È una netta smentita delle tesi di Marco Rubio, secondo il quale le sanzioni Usa sono dirette a colpire uno «stato dittatoriale che viola i diritti umani della popolazione». Una narrazione che inverte le responsabilità, come quella ripetuta da Trump che Cuba è uno Stato fallito. Quando sono le sanzioni Usa che violano i diritti dell’uomo e provocano il collasso economico in Cuba.
Le sanzioni – ha informato Dohan – colpiscono con effetto a cascata l’accesso a medicinali e apparecchiature mediche, carburanti, produzione industriale, operazioni bancarie, beni di prima necessità e persino aiuti umanitari. L’economia di Cuba, come pure la vita della maggioranza della popolazione, sono costrette a (dis)funzionare in perenne stato di emergenza, con tempi di programmazione sempre più corti e incerti.

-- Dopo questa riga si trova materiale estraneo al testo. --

//! The dashboard trait and what a render pass hands to it.

use std::sync::{Arc, Weak};

use serde::de::DeserializeOwned;
use vitrine_compose::{SectionError, SectionRegistry, Template};
use vitrine_primitives::EntityKey;
use vitrine_store::{FieldSet, MemoCache, PartialState, StateRecord, StateStore};
use vitrine_worker::{GenerationClock, LivenessToken, TaskClass, WorkQueue, WorkerRegistry};

use crate::config::DashboardOptions;
use crate::runner::{CommandError, CommandOutput, CommandRunner, CommandSpec};
use crate::session::{RenderRequest, SessionInner};
use crate::view::ViewLayer;
use crate::{DashboardSession, Result};

/// A kind of dashboard: its template, sections and the state it reacts to.
///
/// One value serves every session of that kind; per-entity data comes from
/// the [`RenderContext`].
pub trait Dashboard: Send + Sync + 'static {
	/// Stable kind name, unique per dashboard type.
	fn kind(&self) -> &str;

	fn title(&self, key: &EntityKey) -> String;

	fn template(&self) -> &Template;

	/// State fields whose updates re-render the dashboard.
	fn watched_fields(&self) -> FieldSet;

	/// Declares the sections of one render pass.
	fn sections(&self, ctx: &RenderContext) -> SectionRegistry;

	/// Section the cursor is kept in across refreshes.
	fn cursor_section(&self) -> Option<&str> {
		None
	}

	fn on_first_render(&self, _ctx: &RenderContext) {}

	fn on_close(&self, _key: &EntityKey) {}
}

/// Shared collaborators of all dashboard sessions in a host.
#[derive(Clone)]
pub struct DashboardEnv {
	pub store: Arc<StateStore>,
	pub view: Arc<dyn ViewLayer>,
	pub runner: Arc<dyn CommandRunner>,
	pub options: Arc<DashboardOptions>,
	/// Memoized command output, keyed by command line.
	pub cache: Arc<MemoCache<String, CommandOutput>>,
	render_queue: WorkQueue,
	workers: WorkerRegistry,
	session_ids: GenerationClock,
}

impl std::fmt::Debug for DashboardEnv {
	fn fmt(&self, f: &mut std::fmt::Formatter<'_>) -> std::fmt::Result {
		f.debug_struct("DashboardEnv")
			.field("store", &self.store)
			.field("options", &self.options)
			.field("render_queue", &self.render_queue)
			.finish_non_exhaustive()
	}
}

impl DashboardEnv {
	/// Creates an environment with its own `dashboard-render` queue.
	pub fn new(store: Arc<StateStore>, view: Arc<dyn ViewLayer>, runner: Arc<dyn CommandRunner>, options: DashboardOptions) -> Result<Self> {
		Self::with_workers(store, view, runner, options, WorkerRegistry::new())
	}

	/// Like [`new`](Self::new), with the render queue reporting into the host's `workers`.
	pub fn with_workers(store: Arc<StateStore>, view: Arc<dyn ViewLayer>, runner: Arc<dyn CommandRunner>, options: DashboardOptions, workers: WorkerRegistry) -> Result<Self> {
		let render_queue = WorkQueue::with_registry("dashboard-render", TaskClass::Render, workers.clone())?;
		let cache = Arc::new(MemoCache::new(options.cache_capacity));
		Ok(Self {
			store,
			view,
			runner,
			options: Arc::new(options),
			cache,
			render_queue,
			workers,
			session_ids: GenerationClock::new(),
		})
	}

	pub fn render_queue(&self) -> &WorkQueue {
		&self.render_queue
	}

	/// Status snapshots of the queues serving this environment.
	pub fn workers(&self) -> &WorkerRegistry {
		&self.workers
	}

	pub(crate) fn next_session_id(&self) -> u64 {
		self.session_ids.next()
	}
}

/// Requests another render of a session from outside the current pass.
///
/// Holds the session weakly; requests after close are dropped.
#[derive(Clone)]
pub struct RerenderHandle {
	session: Weak<SessionInner>,
	liveness: LivenessToken,
}

impl std::fmt::Debug for RerenderHandle {
	fn fmt(&self, f: &mut std::fmt::Formatter<'_>) -> std::fmt::Result {
		f.debug_struct("RerenderHandle").field("live", &self.is_live()).finish()
	}
}

impl RerenderHandle {
	pub(crate) fn new(session: Weak<SessionInner>, liveness: LivenessToken) -> Self {
		Self { session, liveness }
	}

	pub fn is_live(&self) -> bool {
		self.liveness.is_live()
	}

	pub fn liveness(&self) -> &LivenessToken {
		&self.liveness
	}

	/// Queues a render. Returns false if the session is gone or the queue refused it.
	pub fn request(&self) -> bool {
		if !self.is_live() {
			return false;
		}
		let Some(inner) = self.session.upgrade() else {
			return false;
		};
		match DashboardSession::from_inner(inner).request_render(RenderRequest::refresh()) {
			Ok(()) => true,
			Err(err) => {
				tracing::warn!(error = %err, "session.rerender_failed");
				false
			}
		}
	}
}

/// Everything a dashboard sees during one render pass.
#[derive(Clone)]
pub struct RenderContext {
	key: EntityKey,
	snapshot: Arc<StateRecord>,
	env: DashboardEnv,
	rerender: RerenderHandle,
}

impl std::fmt::Debug for RenderContext {
	fn fmt(&self, f: &mut std::fmt::Formatter<'_>) -> std::fmt::Result {
		f.debug_struct("RenderContext").field("key", &self.key).field("snapshot", &self.snapshot).finish_non_exhaustive()
	}
}

impl RenderContext {
	pub(crate) fn new(key: EntityKey, snapshot: Arc<StateRecord>, env: DashboardEnv, rerender: RerenderHandle) -> Self {
		Self { key, snapshot, env, rerender }
	}

	pub fn key(&self) -> &EntityKey {
		&self.key
	}

	/// State of the entity as of the start of this render.
	pub fn snapshot(&self) -> &Arc<StateRecord> {
		&self.snapshot
	}

	/// Decodes a snapshot field for a section, mapping shape mismatches to [`SectionError`].
	pub fn field<T: DeserializeOwned>(&self, name: &str) -> std::result::Result<Option<T>, SectionError> {
		self.snapshot.get_as(name).map_err(|err| SectionError::Other(err.into()))
	}

	pub fn options(&self) -> &DashboardOptions {
		&self.env.options
	}

	pub fn store(&self) -> &Arc<StateStore> {
		&self.env.store
	}

	pub fn rerender(&self) -> &RerenderHandle {
		&self.rerender
	}

	pub fn is_live(&self) -> bool {
		self.rerender.is_live()
	}

	/// Runs `spec` synchronously through the host's command runner.
	pub fn run(&self, spec: &CommandSpec) -> std::result::Result<CommandOutput, CommandError> {
		self.env.runner.run(spec)
	}

	/// Like [`run`](Self::run), but reuses output of an earlier identical command line.
	pub fn run_cached(&self, spec: &CommandSpec) -> std::result::Result<CommandOutput, CommandError> {
		let key = match &spec.cwd {
			Some(dir) => format!("{}\0{spec}", dir.display()),
			None => spec.to_string(),
		};
		self.env.cache.try_get_or_insert_with(key, || self.env.runner.run(spec))
	}

	/// Runs `fetch` on a worker and merges its result into this entity's state.
	///
	/// Watched fields in the result trigger a fresh render through the normal
	/// subscription path. Results arriving after the session closed are dropped.
	pub fn fetch_into_store<F>(&self, label: &'static str, fetch: F)
	where
		F: FnOnce(&dyn CommandRunner) -> std::result::Result<PartialState, CommandError> + Send + 'static,
	{
		let key = self.key.clone();
		let store = Arc::clone(&self.env.store);
		let runner = Arc::clone(&self.env.runner);
		let liveness = self.rerender.liveness().clone();
		let entity = key.clone();
		let handle = vitrine_worker::spawn_blocking(TaskClass::Fetch, move || {
			if !liveness.is_live() {
				return;
			}
			match fetch(runner.as_ref()) {
				Ok(partial) if liveness.is_live() => store.update(&key, partial),
				Ok(_) => tracing::trace!(entity = %key, fetch = label, "session.fetch_discarded"),
				Err(err) => tracing::warn!(entity = %key, fetch = label, error = %err, "session.fetch_failed"),
			}
		});
		drop(vitrine_worker::spawn(TaskClass::Fetch, async move {
			if let Err(err) = handle.await
				&& let Some(panic) = vitrine_worker::join_error_panic_message(err)
			{
				tracing::error!(entity = %entity, fetch = label, %panic, "session.fetch_panicked");
			}
		}));
	}
}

Cuba diventa così un caso paradigmatico delle pericolose azioni delle sanzioni come mezzo di pressione geopolitica. È infatti possibile un ordine internazionale fondato su norme comuni quando gli strumenti economici vengono usati per isolare Stati sovrani dal sistema finanziario, economico e tecnologico internazionale? Dunque violando la sovranità e l’indipendenza di uno Stato e i diritti umani?
È la questione posta alla 63° sessione del Consiglio per i diritti umani dell’Onu (iniziata il 7 settembre) dalla relatrice (sui “mezzi coercitivi unilaterali”) Zaina Allad, direttrice del Palestine Land Studies Center dell’Università americana di Beirut. Questioni alle quali soprattutto l’Ue deve rispondere per cercare di evitare che dopo Gaza anche Cuba sia teatro di una crisi umanitaria.